Ab und an kann es dabei schon vorkommen, dass die Punkte für gewisse Gegenstände einfach nicht reichen. Hier haben wir aber die Möglichkeit, gegen eine kleine Gebühr das Item vorerst zurückzustellen. Es wird dann beim nächsten Mal mit einem Rabatt angeboten.

Die Sache kann sich übrigens richtig lohnen. Es gab schon Spieler, die hatten sogar einen „Mirror of Kalandra“ im Angebot. Also das wertvollste Item im Game, das die meisten von uns auch nach Jahren nicht zu Gesicht bekommen.

„In the dead of night you may elude your shadows, but they will always find you by dawn.“

11 neue Atlas-Welten, 2 Skill-Gems sowie einige neue Schicksalskarten hält 3.13 für den Spieler bereit. Mir persönlich hat besonders „Cold River“ gefallen, denn ich liebe ja Schnee und Eis in Videospielen! Der Boss dieser neuen Map ist eine Herausforderung. Oder sollte ich sagen, die Bosse? Denn es sind zwei, basierend auf Solaris und Lunaris, die wir schon aus der Hauptstory kennen. Und so steht man hier Khor, der Schwester der Schatten, sowie Ara, der Schwester des Lichts, gegenüber.

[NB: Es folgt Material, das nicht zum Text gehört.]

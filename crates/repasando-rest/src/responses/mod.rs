//! API response types.

use axum::{
    http::StatusCode,
    response::{IntoResponse, Response},
    Json,
};
use repasando_core::{RepasandoError, DUPLICATE_FIELD_MESSAGE};
use serde::{Deserialize, Serialize};
use tracing::error;
use utoipa::ToSchema;

/// Body of every non-validation error that carries JSON.
#[derive(Debug, Clone, PartialEq, Eq, Serialize, Deserialize, ToSchema)]
pub struct ErrorBody {
    pub error: String,
}

impl ErrorBody {
    pub fn new(error: impl Into<String>) -> Self {
        Self {
            error: error.into(),
        }
    }
}

/// Application error type for Axum.
#[derive(Debug)]
pub struct AppError(pub RepasandoError);

impl From<RepasandoError> for AppError {
    fn from(err: RepasandoError) -> Self {
        Self(err)
    }
}

impl IntoResponse for AppError {
    fn into_response(self) -> Response {
        match self.0 {
            RepasandoError::Validation(fields) => {
                (StatusCode::BAD_REQUEST, Json(fields)).into_response()
            }
            RepasandoError::DuplicateField(message) => {
                (StatusCode::BAD_REQUEST, message).into_response()
            }
            RepasandoError::UniqueViolation(detail) => {
                tracing::warn!("Unique violation reached the API layer: {}", detail);
                (StatusCode::BAD_REQUEST, DUPLICATE_FIELD_MESSAGE).into_response()
            }
            err @ RepasandoError::NotFound { .. } => {
                (StatusCode::NOT_FOUND, Json(ErrorBody::new(err.to_string()))).into_response()
            }
            RepasandoError::InvalidPage(message) => {
                (StatusCode::BAD_REQUEST, Json(ErrorBody::new(message))).into_response()
            }
            err @ (RepasandoError::Database(_)
            | RepasandoError::Configuration(_)
            | RepasandoError::Internal(_)) => {
                error!(code = err.error_code(), "Request failed: {}", err);
                (
                    StatusCode::INTERNAL_SERVER_ERROR,
                    Json(ErrorBody::new("internal server error")),
                )
                    .into_response()
            }
        }
    }
}

/// Result type for Axum handlers.
pub type ApiResult<T> = Result<T, AppError>;

/// Helper to create a success response.
pub fn ok<T: Serialize>(data: T) -> ApiResult<Response> {
    Ok(Json(data).into_response())
}

/// Helper to create a created (201) response.
pub fn created<T: Serialize>(data: T) -> ApiResult<Response> {
    Ok((StatusCode::CREATED, Json(data)).into_response())
}

/// Helper to create a no content (204) response.
pub fn no_content() -> ApiResult<Response> {
    Ok(StatusCode::NO_CONTENT.into_response())
}
//! HTTP middleware.

mod logging;

pub use logging::*;
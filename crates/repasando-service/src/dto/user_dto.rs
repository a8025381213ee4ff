//! User-related DTOs.

use repasando_core::rules::not_blank;
use repasando_core::{User, UserId};
use serde::{Deserialize, Deserializer, Serialize};
use utoipa::ToSchema;
use validator::Validate;

/// Payload for creating or replacing a user.
///
/// Missing and `null` fields deserialize as empty strings and then fail
/// their `required` rule. A client supplied `id` is accepted and ignored.
#[derive(Debug, Clone, Default, Serialize, Deserialize, Validate, ToSchema)]
#[serde(rename_all = "camelCase", default)]
pub struct UserRequest {
    #[schema(value_type = Option<i64>)]
    pub id: Option<UserId>,

    #[validate(custom(function = "not_blank", message = "name is required"))]
    #[serde(deserialize_with = "null_as_empty")]
    pub name: String,

    #[validate(custom(function = "not_blank", message = "last name is required"))]
    #[serde(deserialize_with = "null_as_empty")]
    pub last_name: String,

    #[validate(
        custom(function = "not_blank", message = "email is required"),
        email(message = "enter a valid email format")
    )]
    #[serde(deserialize_with = "null_as_empty")]
    pub email: String,

    #[validate(custom(function = "not_blank", message = "username is required"))]
    #[serde(deserialize_with = "null_as_empty")]
    pub user_name: String,

    #[validate(
        custom(function = "not_blank", message = "password is required"),
        length(min = 6, message = "password must be at least 6 characters")
    )]
    #[serde(deserialize_with = "null_as_empty")]
    pub password: String,
}

impl UserRequest {
    /// Builds a user the store has not seen yet.
    #[must_use]
    pub fn into_new_user(self) -> User {
        User::new(
            self.name,
            self.last_name,
            self.email,
            self.user_name,
            self.password,
        )
    }

    /// Copies the profile fields onto an existing user.
    pub fn apply_to(self, user: &mut User) {
        user.update_profile(self.user_name, self.name, self.last_name, self.email);
    }
}

fn null_as_empty<'de, D>(deserializer: D) -> Result<String, D::Error>
where
    D: Deserializer<'de>,
{
    Ok(Option::<String>::deserialize(deserializer)?.unwrap_or_default())
}
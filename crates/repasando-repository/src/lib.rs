//! # Repasando Repository
//!
//! Data access for the user service.
//!
//! ```text
//! Service
//!   ↓  Arc<dyn UserRepository>
//! SqlUserRepository
//!   ↓  DatabasePool (sqlx AnyPool)
//! MySQL | SQLite
//! ```

pub mod pool;
pub mod sql;
pub mod traits;

pub use pool::*;
pub use sql::*;
pub use traits::*;
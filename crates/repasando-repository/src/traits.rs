//! Repository trait definitions.

use async_trait::async_trait;
use repasando_core::{Page, PageRequest, RepasandoResult, User, UserId};

/// User repository trait.
///
/// `save` fails with [`RepasandoError::UniqueViolation`] when the row would
/// duplicate an existing email or username.
///
/// [`RepasandoError::UniqueViolation`]: repasando_core::RepasandoError::UniqueViolation
#[async_trait]
pub trait UserRepository: Send + Sync {
    /// Returns every stored user, ordered by id.
    async fn find_all(&self) -> RepasandoResult<Vec<User>>;

    /// Returns one page of users, ordered by id.
    async fn find_page(&self, page: PageRequest) -> RepasandoResult<Page<User>>;

    /// Finds a user by ID.
    async fn find_by_id(&self, id: UserId) -> RepasandoResult<Option<User>>;

    /// Inserts the user when it has no id, updates it otherwise.
    /// Returns the row as stored.
    async fn save(&self, user: &User) -> RepasandoResult<User>;

    /// Deletes a user by ID. Deleting a missing id is not an error.
    async fn delete_by_id(&self, id: UserId) -> RepasandoResult<()>;

    /// Counts all users.
    async fn count(&self) -> RepasandoResult<u64>;
}
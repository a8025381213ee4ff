//! # Repasando Server
//!
//! Main entry point for the Repasando user service.

use repasando_config::{AppConfig, ConfigLoader, LoggingConfig};
use repasando_core::RepasandoResult;
use repasando_server::{init_logging, startup, AppBuilder};
use tracing::{error, info};

#[tokio::main]
async fn main() {
    let config = match ConfigLoader::from_default_location() {
        Ok(loader) => loader.into_config(),
        Err(e) => {
            init_logging(&LoggingConfig::default());
            error!("Failed to load configuration: {}", e);
            std::process::exit(1);
        }
    };

    init_logging(&config.logging);
    startup::print_banner();

    info!("Starting Repasando server...");
    info!("Version: {}", env!("CARGO_PKG_VERSION"));

    if let Err(e) = run(config).await {
        error!("Application error: {}", e);
        std::process::exit(1);
    }
}

async fn run(config: AppConfig) -> RepasandoResult<()> {
    info!("Environment: {}", config.app.environment);

    let app = AppBuilder::new().with_config(config).build().await?;
    startup::print_startup_info(&app.config().server.addr());

    app.run().await
}
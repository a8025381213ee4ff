//! User service implementations.
//!
//! Trait definitions live in the parent module (e.g. `user_service.rs`).

pub mod user_service_impl;

pub use user_service_impl::UserServiceImpl;
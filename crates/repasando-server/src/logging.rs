//! Tracing subscriber setup.

use repasando_config::LoggingConfig;
use tracing_subscriber::{layer::SubscriberExt, util::SubscriberInitExt, EnvFilter};

/// Filter used when `RUST_LOG` is unset.
#[must_use]
pub fn default_directives(config: &LoggingConfig) -> String {
    format!("{},tower_http=debug,sqlx=warn", config.level)
}

/// Installs the global subscriber.
///
/// `RUST_LOG` wins over the configured level. Calling this twice is a no-op.
pub fn init_logging(config: &LoggingConfig) {
    let filter = EnvFilter::try_from_default_env()
        .unwrap_or_else(|_| EnvFilter::new(default_directives(config)));

    let registry = tracing_subscriber::registry().with(filter);

    let result = if config.is_json() {
        registry
            .with(tracing_subscriber::fmt::layer().json().with_target(true))
            .try_init()
    } else {
        registry
            .with(tracing_subscriber::fmt::layer().with_target(true))
            .try_init()
    };

    if let Err(e) = result {
        tracing::debug!("Logging already initialized: {}", e);
    }
}
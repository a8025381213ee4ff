//! Result type aliases for Repasando.

use crate::RepasandoError;

/// A specialized `Result` type for Repasando operations.
pub type RepasandoResult<T> = Result<T, RepasandoError>;
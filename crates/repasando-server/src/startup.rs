//! Server startup utilities.

use tracing::info;

/// Prints the startup banner.
pub fn print_banner() {
    info!(r#"
    ____                                        __
   / __ \___  ____  ____ __________ _____  ____/ /___
  / /_/ / _ \/ __ \/ __ `/ ___/ __ `/ __ \/ __  / __ \
 / _, _/  __/ /_/ / /_/ (__  ) /_/ / / / / /_/ / /_/ /
/_/ |_|\___/ .___/\__,_/____/\__,_/_/ /_/\__,_/\____/
          /_/
    "#);
}

/// Prints server startup information.
pub fn print_startup_info(addr: &str) {
    let separator = "=".repeat(60);
    info!("{}", separator);
    info!("REST API:  http://{}/api/users", addr);
    info!("Health:    http://{}/health", addr);
    info!("API Docs:  http://{}/swagger-ui", addr);
    info!("{}", separator);
}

Abschließend würde ich sagen, dass 3.13 eine sehr gelungene Season ist. Harvest und Heist wurden sehr gut integriert, während die neue League-Mechanik relativ einfach gehalten ist. Der Atlas selbst hat mit seinem just eingeführten Fähigkeitsbaum einen ordentlichen Buff erhalten. Und als Spieler findet man sich aktuell tatsächlich in einer Position wieder, in der man auf verschiedenste Art und Weise seine Ziele erreichen kann. Es gibt viele Möglichkeiten, um zu farmen oder aufzuleveln, eine jede lohnt sich! Und so soll es doch auch sein. Man sollte als Spieler die Wahl haben – oder die Abwechslung. Einzig an der Performance darf Grinding Gear Games gerne noch ein wenig schrauben. Und doch kann man insgesamt mit „Path of Exile: Echoes of the Atlas“ sehr zufrieden sein.